** Stored data **

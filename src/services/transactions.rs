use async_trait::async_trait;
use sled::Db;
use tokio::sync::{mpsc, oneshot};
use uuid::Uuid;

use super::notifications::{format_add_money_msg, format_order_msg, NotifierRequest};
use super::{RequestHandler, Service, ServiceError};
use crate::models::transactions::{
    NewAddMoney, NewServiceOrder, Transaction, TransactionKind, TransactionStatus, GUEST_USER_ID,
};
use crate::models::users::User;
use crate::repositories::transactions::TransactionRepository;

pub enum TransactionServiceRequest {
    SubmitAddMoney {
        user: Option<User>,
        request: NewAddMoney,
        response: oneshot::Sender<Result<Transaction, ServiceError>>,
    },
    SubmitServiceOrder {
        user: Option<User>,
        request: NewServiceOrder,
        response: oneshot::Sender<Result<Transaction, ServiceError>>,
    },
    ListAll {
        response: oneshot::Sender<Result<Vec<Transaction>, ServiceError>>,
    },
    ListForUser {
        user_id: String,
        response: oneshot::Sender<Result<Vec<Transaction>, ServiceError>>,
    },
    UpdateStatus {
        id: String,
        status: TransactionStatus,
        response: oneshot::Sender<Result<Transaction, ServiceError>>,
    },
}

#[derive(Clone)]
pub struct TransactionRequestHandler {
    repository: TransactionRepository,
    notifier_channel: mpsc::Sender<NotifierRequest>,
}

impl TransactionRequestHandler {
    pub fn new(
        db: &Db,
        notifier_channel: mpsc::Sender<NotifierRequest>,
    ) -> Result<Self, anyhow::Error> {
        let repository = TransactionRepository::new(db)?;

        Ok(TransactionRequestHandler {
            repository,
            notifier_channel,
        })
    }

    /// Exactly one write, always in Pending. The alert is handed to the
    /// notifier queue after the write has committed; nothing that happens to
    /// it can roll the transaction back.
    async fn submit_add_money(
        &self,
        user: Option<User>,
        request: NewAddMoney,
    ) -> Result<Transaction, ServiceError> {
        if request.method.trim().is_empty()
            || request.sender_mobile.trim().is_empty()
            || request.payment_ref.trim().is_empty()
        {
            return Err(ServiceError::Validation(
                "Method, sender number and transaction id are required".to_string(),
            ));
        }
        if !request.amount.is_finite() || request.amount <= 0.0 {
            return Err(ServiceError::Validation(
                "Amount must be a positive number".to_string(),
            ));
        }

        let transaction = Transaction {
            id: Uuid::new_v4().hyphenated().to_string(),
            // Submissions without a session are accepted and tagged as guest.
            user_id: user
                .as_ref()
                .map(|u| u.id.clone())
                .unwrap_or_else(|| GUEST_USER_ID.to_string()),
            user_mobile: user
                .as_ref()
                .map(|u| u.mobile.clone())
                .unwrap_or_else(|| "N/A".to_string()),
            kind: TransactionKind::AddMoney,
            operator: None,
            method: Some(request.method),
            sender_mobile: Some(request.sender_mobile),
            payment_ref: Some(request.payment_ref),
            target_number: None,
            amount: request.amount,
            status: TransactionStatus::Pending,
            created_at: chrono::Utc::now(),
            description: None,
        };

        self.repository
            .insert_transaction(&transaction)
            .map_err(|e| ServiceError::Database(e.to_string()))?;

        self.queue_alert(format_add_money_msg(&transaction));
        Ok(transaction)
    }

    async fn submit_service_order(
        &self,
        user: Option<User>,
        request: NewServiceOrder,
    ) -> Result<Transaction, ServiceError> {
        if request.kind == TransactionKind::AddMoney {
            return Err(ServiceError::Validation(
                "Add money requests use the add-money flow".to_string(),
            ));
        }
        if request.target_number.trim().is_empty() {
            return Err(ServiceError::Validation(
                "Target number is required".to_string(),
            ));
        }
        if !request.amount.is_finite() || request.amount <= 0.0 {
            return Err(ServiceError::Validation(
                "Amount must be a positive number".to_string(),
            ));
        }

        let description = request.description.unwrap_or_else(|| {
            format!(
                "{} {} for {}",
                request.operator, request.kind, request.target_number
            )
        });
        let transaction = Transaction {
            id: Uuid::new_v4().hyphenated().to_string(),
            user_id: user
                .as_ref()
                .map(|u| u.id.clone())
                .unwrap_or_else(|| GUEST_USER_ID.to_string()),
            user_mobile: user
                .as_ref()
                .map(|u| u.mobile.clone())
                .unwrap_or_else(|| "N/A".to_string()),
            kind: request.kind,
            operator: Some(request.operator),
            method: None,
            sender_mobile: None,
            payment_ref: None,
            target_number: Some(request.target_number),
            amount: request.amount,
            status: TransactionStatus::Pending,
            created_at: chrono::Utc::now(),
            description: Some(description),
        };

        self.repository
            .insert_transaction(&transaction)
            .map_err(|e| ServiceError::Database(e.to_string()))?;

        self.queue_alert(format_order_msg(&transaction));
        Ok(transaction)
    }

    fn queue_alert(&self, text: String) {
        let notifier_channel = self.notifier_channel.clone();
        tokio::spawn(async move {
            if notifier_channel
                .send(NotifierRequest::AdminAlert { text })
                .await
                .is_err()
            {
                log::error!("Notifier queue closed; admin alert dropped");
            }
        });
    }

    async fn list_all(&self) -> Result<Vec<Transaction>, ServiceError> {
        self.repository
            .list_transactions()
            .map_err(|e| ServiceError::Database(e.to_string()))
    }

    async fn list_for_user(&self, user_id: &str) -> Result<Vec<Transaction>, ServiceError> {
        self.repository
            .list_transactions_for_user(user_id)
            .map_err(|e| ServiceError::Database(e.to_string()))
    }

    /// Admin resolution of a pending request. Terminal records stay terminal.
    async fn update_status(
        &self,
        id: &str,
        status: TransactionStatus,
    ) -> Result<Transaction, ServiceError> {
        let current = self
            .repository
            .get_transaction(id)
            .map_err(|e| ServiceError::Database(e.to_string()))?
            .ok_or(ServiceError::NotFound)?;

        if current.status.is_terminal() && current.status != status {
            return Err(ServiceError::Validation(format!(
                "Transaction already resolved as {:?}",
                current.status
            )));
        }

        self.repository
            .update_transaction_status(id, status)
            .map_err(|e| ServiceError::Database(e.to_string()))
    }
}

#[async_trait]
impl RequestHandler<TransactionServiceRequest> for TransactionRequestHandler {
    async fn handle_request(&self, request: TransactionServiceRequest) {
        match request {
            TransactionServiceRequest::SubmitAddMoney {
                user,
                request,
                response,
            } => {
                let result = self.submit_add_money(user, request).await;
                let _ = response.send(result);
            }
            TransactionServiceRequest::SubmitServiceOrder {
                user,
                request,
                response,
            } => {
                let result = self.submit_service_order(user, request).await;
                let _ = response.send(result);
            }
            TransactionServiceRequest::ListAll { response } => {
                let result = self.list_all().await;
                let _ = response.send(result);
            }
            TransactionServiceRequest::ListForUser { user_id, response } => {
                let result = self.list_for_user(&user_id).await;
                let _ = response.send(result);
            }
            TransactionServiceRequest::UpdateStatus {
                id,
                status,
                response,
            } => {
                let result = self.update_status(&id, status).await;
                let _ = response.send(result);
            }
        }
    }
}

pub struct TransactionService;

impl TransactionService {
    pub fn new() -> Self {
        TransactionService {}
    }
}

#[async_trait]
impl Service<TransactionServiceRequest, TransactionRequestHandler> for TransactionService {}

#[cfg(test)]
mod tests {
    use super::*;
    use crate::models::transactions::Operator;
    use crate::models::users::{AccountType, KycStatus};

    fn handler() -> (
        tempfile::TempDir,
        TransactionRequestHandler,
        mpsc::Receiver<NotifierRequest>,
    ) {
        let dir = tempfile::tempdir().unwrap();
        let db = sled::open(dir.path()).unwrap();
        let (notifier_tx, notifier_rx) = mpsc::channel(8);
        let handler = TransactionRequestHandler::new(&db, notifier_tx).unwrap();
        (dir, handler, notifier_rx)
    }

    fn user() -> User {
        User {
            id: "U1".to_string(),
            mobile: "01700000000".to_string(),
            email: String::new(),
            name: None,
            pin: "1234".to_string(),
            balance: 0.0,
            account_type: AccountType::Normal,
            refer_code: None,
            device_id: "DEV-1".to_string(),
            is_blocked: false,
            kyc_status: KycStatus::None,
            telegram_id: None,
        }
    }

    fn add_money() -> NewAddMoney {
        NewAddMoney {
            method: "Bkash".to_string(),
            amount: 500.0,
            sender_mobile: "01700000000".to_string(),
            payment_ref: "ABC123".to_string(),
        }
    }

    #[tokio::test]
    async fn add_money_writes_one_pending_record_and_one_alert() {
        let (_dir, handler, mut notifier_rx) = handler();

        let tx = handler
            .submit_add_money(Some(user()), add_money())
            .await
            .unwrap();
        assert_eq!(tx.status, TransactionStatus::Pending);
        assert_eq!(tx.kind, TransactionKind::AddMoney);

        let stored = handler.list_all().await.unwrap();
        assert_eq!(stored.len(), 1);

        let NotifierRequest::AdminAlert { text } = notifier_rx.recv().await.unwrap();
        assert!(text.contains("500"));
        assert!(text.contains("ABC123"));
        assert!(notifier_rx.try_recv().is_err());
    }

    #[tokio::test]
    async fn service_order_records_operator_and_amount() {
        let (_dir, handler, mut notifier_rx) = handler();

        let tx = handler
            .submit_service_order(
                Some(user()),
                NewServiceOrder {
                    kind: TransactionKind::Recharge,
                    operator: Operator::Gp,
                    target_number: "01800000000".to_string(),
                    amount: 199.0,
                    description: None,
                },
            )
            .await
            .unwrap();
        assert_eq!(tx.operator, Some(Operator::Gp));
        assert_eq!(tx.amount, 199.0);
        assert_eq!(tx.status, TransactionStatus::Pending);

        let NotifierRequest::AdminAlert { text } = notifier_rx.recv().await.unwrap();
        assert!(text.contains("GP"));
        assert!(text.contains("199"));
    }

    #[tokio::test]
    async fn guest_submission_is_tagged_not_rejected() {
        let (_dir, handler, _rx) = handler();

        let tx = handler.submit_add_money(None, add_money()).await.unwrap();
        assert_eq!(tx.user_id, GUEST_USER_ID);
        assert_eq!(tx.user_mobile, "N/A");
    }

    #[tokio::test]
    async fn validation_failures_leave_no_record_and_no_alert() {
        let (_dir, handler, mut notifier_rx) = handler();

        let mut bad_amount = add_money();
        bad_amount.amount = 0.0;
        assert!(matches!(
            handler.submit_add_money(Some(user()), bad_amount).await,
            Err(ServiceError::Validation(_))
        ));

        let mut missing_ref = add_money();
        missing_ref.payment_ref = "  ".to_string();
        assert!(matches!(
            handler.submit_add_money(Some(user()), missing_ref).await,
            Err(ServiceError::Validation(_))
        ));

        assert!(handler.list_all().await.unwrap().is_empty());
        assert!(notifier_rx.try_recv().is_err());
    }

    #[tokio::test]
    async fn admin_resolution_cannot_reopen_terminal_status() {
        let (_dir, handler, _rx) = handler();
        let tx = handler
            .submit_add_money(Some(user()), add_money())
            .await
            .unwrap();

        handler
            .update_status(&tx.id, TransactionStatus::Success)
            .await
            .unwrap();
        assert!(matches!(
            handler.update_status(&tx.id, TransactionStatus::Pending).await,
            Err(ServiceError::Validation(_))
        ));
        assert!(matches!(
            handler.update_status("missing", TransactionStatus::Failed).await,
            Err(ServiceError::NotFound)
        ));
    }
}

...

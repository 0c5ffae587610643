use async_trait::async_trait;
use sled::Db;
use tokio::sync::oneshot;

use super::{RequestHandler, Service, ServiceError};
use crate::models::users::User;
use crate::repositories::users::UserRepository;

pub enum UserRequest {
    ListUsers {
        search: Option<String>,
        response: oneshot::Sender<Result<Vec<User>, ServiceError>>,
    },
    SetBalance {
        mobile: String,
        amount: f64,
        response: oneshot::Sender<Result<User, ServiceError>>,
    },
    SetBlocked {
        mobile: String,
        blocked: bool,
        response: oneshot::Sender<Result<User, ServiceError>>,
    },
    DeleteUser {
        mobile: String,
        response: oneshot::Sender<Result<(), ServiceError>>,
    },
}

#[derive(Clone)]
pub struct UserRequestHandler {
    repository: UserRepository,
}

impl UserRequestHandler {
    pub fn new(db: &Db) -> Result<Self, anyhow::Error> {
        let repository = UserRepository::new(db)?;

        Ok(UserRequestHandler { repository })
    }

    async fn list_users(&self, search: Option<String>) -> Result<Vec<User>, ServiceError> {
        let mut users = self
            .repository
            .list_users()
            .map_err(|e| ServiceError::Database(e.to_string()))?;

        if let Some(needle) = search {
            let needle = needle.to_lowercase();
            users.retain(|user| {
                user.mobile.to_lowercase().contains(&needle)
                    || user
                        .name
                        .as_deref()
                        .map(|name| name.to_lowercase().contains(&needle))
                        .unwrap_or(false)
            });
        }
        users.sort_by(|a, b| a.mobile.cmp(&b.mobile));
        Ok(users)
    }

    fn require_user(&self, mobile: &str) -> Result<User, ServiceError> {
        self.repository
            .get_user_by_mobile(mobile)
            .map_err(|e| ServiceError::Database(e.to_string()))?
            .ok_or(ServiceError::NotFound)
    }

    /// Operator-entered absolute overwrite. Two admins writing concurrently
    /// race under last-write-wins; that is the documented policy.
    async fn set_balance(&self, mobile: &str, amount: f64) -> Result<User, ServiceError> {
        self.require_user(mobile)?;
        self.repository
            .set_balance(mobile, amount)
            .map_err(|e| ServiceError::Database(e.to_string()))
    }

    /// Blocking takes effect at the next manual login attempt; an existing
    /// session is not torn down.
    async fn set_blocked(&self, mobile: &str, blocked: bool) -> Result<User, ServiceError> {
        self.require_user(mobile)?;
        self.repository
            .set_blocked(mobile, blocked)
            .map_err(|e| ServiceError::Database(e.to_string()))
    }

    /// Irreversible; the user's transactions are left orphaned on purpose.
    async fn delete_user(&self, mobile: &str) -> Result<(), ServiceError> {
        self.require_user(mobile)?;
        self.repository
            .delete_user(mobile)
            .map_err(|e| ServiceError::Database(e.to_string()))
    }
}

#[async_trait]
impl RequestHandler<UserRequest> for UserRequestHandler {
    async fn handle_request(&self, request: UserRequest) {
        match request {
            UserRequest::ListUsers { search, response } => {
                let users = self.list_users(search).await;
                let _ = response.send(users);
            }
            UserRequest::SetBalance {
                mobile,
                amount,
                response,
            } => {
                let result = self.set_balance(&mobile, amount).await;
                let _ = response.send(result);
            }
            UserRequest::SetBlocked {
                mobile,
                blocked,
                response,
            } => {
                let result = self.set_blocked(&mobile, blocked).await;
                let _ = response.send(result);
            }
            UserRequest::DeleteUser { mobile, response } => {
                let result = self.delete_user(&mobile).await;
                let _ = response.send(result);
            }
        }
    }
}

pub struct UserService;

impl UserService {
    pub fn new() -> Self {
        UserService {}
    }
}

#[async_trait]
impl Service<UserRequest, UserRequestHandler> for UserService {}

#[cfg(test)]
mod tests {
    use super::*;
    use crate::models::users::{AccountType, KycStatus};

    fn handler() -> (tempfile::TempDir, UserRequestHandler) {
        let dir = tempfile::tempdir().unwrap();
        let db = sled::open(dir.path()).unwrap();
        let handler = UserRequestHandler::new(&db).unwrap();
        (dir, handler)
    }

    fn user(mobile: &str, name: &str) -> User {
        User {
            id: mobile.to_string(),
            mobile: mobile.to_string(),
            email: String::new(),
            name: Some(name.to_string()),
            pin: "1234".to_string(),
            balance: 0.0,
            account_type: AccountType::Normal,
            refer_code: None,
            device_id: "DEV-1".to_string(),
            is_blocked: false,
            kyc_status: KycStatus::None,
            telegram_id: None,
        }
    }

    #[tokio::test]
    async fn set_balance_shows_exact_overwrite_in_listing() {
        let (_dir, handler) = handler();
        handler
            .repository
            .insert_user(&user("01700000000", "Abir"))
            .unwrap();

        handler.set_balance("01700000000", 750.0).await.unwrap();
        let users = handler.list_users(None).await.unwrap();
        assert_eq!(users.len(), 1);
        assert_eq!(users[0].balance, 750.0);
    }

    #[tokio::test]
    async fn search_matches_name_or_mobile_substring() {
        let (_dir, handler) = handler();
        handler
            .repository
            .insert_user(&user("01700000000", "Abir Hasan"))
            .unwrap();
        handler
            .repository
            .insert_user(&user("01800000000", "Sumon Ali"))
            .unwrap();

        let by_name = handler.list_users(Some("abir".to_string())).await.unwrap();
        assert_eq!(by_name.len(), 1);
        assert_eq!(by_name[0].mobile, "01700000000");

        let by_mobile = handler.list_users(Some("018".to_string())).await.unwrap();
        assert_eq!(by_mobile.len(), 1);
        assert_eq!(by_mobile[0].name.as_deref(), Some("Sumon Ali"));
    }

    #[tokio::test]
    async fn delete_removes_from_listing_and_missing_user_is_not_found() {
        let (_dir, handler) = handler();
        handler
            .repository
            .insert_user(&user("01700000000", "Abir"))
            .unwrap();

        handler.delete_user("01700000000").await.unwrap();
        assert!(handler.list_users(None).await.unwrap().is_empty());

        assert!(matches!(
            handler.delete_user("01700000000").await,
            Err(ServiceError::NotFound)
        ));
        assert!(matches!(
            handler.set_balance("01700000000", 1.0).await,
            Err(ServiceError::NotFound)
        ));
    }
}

** Try it **
Copy out all lines above holding "struct".

** Your solution **
pub struct TransactionRequestHandler {
pub struct TransactionService;
pub struct UserRequestHandler {
pub struct UserService;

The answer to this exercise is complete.